Kiranya aplikasi berikut bisa memberi gambaran sederhana mengenai Ushul Fikih. Satu ayat menyatakan,
يٰٓاَيُّهَا الَّذِيْنَ اٰمَنُوْٓا اَوْفُوْا بِالْعُقُوْدِ
“Wahai orang-orang yang beriman, penuhilah janji-janji!” (QS. al-Maidah: 01).
Pada ayat tersebut, terdapat perintah Allah Swt, yakni “penuhilah.” Kemudian, ada kaidah Ushul Fikih, “Perintah untuk melakukan pekerjaan, berarti menstatusi wajib bagi pekerjaan tersebut.” Setelah itu, kaidah tersebut dikaitkan dengan perintah Allah di atas, sehingga disimpulkan, “Hukum memenuhi janji-janji itu wajib.”
Jadi, posisi ilmu Ushul Fikih adalah sebagai metode dalam memahami kesimpulan hukum dari beberapa dalil yang ada. Dengan posisi itu, menjadikan Ushul Fikih sebagai ilmu “vital” dalam memahami teks-teks agama dengan cara yang lebih bervariasi, dengan tetap memperhatikan asas-asas yang sudah disepakati.
Alasan Kenapa Harus Mempelajari Ushul Fikih
Abdul melanjutkan, ada beberapa alasan kenapa ilmu Ushul Fikih memang perlu mendapat perhatian. Salah satunya, “Dengan memahami kaidah-kaidah dan pembahasan Ushul Fikih, hukum terhadap beberapa dinamika yang belum mendapat jawabannya bisa dimunculkan.”
Untuk lebih memahami pernyataan Abdul di atas, kiranya aplikasi di bawah ini bisa menawarkan jawabannya.
Di dalam al-Quran dijelaskan,
يَٰٓأَيُّهَا ٱلَّذِينَ ءَامَنُوٓاْ إِنَّمَا ٱلخَمرُ وَٱلمَيسِرُ وَٱلأَنصَابُ وَٱلأَزلَٰمُ رِجس مِّن عَمَلِ ٱلشَّيطَٰنِ فَٱجتَنِبُوهُ لَعَلَّكُم تُفلِحُونَ
“Wahai orang-orang beriman, sesungguhnya khamr, berjudi, (berkurban untuk) berhala, dan mengundi nasib dengan anak panah adalah perbuatan keji, termasuk perbuatan setan. Jauhilah itu agar kamu beruntung.” (QS. al-Maidah: 90).
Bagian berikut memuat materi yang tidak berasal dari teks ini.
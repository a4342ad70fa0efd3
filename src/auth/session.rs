use serde::{Deserialize, Serialize};
use std::sync::Arc;

use crate::error::ClientError;
use crate::models::User;
use crate::storage::KeyValueStorage;

pub const ACCESS_KEY: &str = "access";
pub const REFRESH_KEY: &str = "refresh";
pub const USER_KEY: &str = "user";

const SESSION_KEYS: [&str; 3] = [ACCESS_KEY, REFRESH_KEY, USER_KEY];

/// Tokens and profile of the signed-in user. Both tokens and the user are
/// always present together.
#[derive(Debug, Clone, PartialEq, Eq, Serialize, Deserialize)]
pub struct Session {
    pub access_token: String,
    pub refresh_token: String,
    pub current_user: User,
}

impl Session {
    pub fn new(access_token: String, refresh_token: String, current_user: User) -> Self {
        Self {
            access_token,
            refresh_token,
            current_user,
        }
    }
}

/// Persists the session record as three keys in a [`KeyValueStorage`].
pub struct SessionStore {
    storage: Arc<dyn KeyValueStorage>,
}

impl SessionStore {
    pub fn new(storage: Arc<dyn KeyValueStorage>) -> Self {
        Self { storage }
    }

    pub fn save(&self, session: &Session) -> Result<(), ClientError> {
        if session.access_token.is_empty() || session.refresh_token.is_empty() {
            return Err(ClientError::validation("Session tokens cannot be empty"));
        }
        let user = serde_json::to_string(&session.current_user)?;

        self.storage.set_many(&[
            (ACCESS_KEY, session.access_token.as_str()),
            (REFRESH_KEY, session.refresh_token.as_str()),
            (USER_KEY, user.as_str()),
        ])
    }

    /// Returns the stored session, or `None` when there is none. A partial or
    /// unreadable record is cleared and reported as `None`.
    pub fn load(&self) -> Option<Session> {
        match self.read() {
            Ok(session) => session,
            Err(e) => {
                tracing::warn!(error = %e, "discarding malformed stored session");
                if let Err(clear_err) = self.clear() {
                    tracing::warn!(error = %clear_err, "failed to clear malformed session");
                }
                None
            }
        }
    }

    pub fn clear(&self) -> Result<(), ClientError> {
        self.storage.remove_many(&SESSION_KEYS)
    }

    /// Bearer token for outbound requests.
    pub fn access_token(&self) -> Option<String> {
        self.load().map(|s| s.access_token)
    }

    fn read(&self) -> Result<Option<Session>, ClientError> {
        let access = non_empty(self.storage.get(ACCESS_KEY)?);
        let refresh = non_empty(self.storage.get(REFRESH_KEY)?);
        let user = non_empty(self.storage.get(USER_KEY)?);

        match (access, refresh, user) {
            (None, None, None) => Ok(None),
            (Some(access_token), Some(refresh_token), Some(user)) => {
                let current_user: User = serde_json::from_str(&user)?;
                Ok(Some(Session {
                    access_token,
                    refresh_token,
                    current_user,
                }))
            }
            _ => Err(ClientError::storage("incomplete session record")),
        }
    }
}

fn non_empty(value: Option<String>) -> Option<String> {
    value.filter(|v| !v.trim().is_empty())
}

#[cfg(test)]
mod tests {
    use super::*;
    use crate::auth::rbac::Role;
    use crate::storage::{FileStorage, MemoryStorage};

    fn alice() -> User {
        User {
            id: 1,
            username: "alice".to_string(),
            email: "alice@example.com".to_string(),
            role: Role::Admin,
            is_active: true,
        }
    }

    fn session() -> Session {
        Session::new("A".to_string(), "R".to_string(), alice())
    }

    fn memory_store() -> (Arc<MemoryStorage>, SessionStore) {
        let storage = Arc::new(MemoryStorage::new());
        let store = SessionStore::new(storage.clone());
        (storage, store)
    }

    #[test]
    fn test_round_trip() {
        let (_, store) = memory_store();
        store.save(&session()).unwrap();
        assert_eq!(store.load(), Some(session()));
        assert_eq!(store.access_token().as_deref(), Some("A"));
    }

    #[test]
    fn test_round_trip_through_file() {
        let dir = tempfile::tempdir().unwrap();
        let path = dir.path().join("session.json");

        SessionStore::new(Arc::new(FileStorage::new(&path)))
            .save(&session())
            .unwrap();

        let reloaded = SessionStore::new(Arc::new(FileStorage::new(&path)));
        assert_eq!(reloaded.load(), Some(session()));
    }

    #[test]
    fn test_load_after_clear_is_empty() {
        let (storage, store) = memory_store();
        store.save(&session()).unwrap();
        store.clear().unwrap();

        assert_eq!(store.load(), None);
        assert_eq!(storage.get(ACCESS_KEY).unwrap(), None);
        assert_eq!(storage.get(USER_KEY).unwrap(), None);
    }

    #[test]
    fn test_empty_store_loads_none() {
        let (_, store) = memory_store();
        assert_eq!(store.load(), None);
        assert_eq!(store.access_token(), None);
    }

    #[test]
    fn test_malformed_user_is_cleared() {
        let (storage, store) = memory_store();
        storage
            .set_many(&[(ACCESS_KEY, "A"), (REFRESH_KEY, "R"), (USER_KEY, "{broken")])
            .unwrap();

        assert_eq!(store.load(), None);
        assert_eq!(storage.get(ACCESS_KEY).unwrap(), None);
        assert_eq!(storage.get(REFRESH_KEY).unwrap(), None);
    }

    #[test]
    fn test_token_without_user_is_cleared() {
        let (storage, store) = memory_store();
        storage.set(ACCESS_KEY, "A").unwrap();

        assert_eq!(store.load(), None);
        assert_eq!(storage.get(ACCESS_KEY).unwrap(), None);
    }

    #[test]
    fn test_corrupt_file_loads_none() {
        let dir = tempfile::tempdir().unwrap();
        let path = dir.path().join("session.json");
        std::fs::write(&path, "not a json document").unwrap();

        let store = SessionStore::new(Arc::new(FileStorage::new(&path)));
        assert_eq!(store.load(), None);
        // cleared and readable again
        assert_eq!(store.load(), None);
        store.save(&session()).unwrap();
        assert_eq!(store.load(), Some(session()));
    }

    #[test]
    fn test_save_rejects_empty_tokens() {
        let (_, store) = memory_store();
        let mut bad = session();
        bad.refresh_token.clear();
        assert!(store.save(&bad).is_err());
        assert_eq!(store.load(), None);
    }
}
Secara eksplisit, Allah hanya menyebut “khamr.” Lantas, bagaimana dengan hukum minuman keras lain, semisal, Wine, Bir, Vodka dan beberapa macam minuman memabukkan lainnya? Menimbang, mereka tidak disebutkan secara langsung di dalam al-Quran atau al-Hadis.
Untuk menyikapi hal di atas, Qiyas (analogi) muncul. Sederhananya, ia berarti menyamakan sesuatu yang sudah ada dalilnya, dengan yang tidak ada dalilnya, dari segi hukum, menimbang adanya “illat” (penanda hukum) yang sama di antara keduanya. Qiyas menjadi salah satu pembahasan Ushul Fikih yang sangat penting.
Dalam konteks di atas, “illat” yang ditemukan pada khamr adalah memabukkan. Jadi, dipahami bahwa setiap yang memabukkan itu haram. Wine, Bir, Vodka itu memabukkan. Setiap yang memabukkan itu haram. Maka bisa diambil kesimpulan hukum, bahwa “Wine, Bir, Vodka itu haram.”
Aplikasi model di atas sangat penting digunakan dalam menjawab masalah-masalah hari ini. Banyak masalah sebagaimana disebutkan Ibnu Rusyd di atas, tidak terjawab dengan teks-teks agama yang sudah lama stagnan. Di sinilah kemudian posisi Ushul Fikih sangat perlu mendapat perhatian. Sehingga khazanah Islam akan senantiasa eksis, dengan silih bergantinya zaman.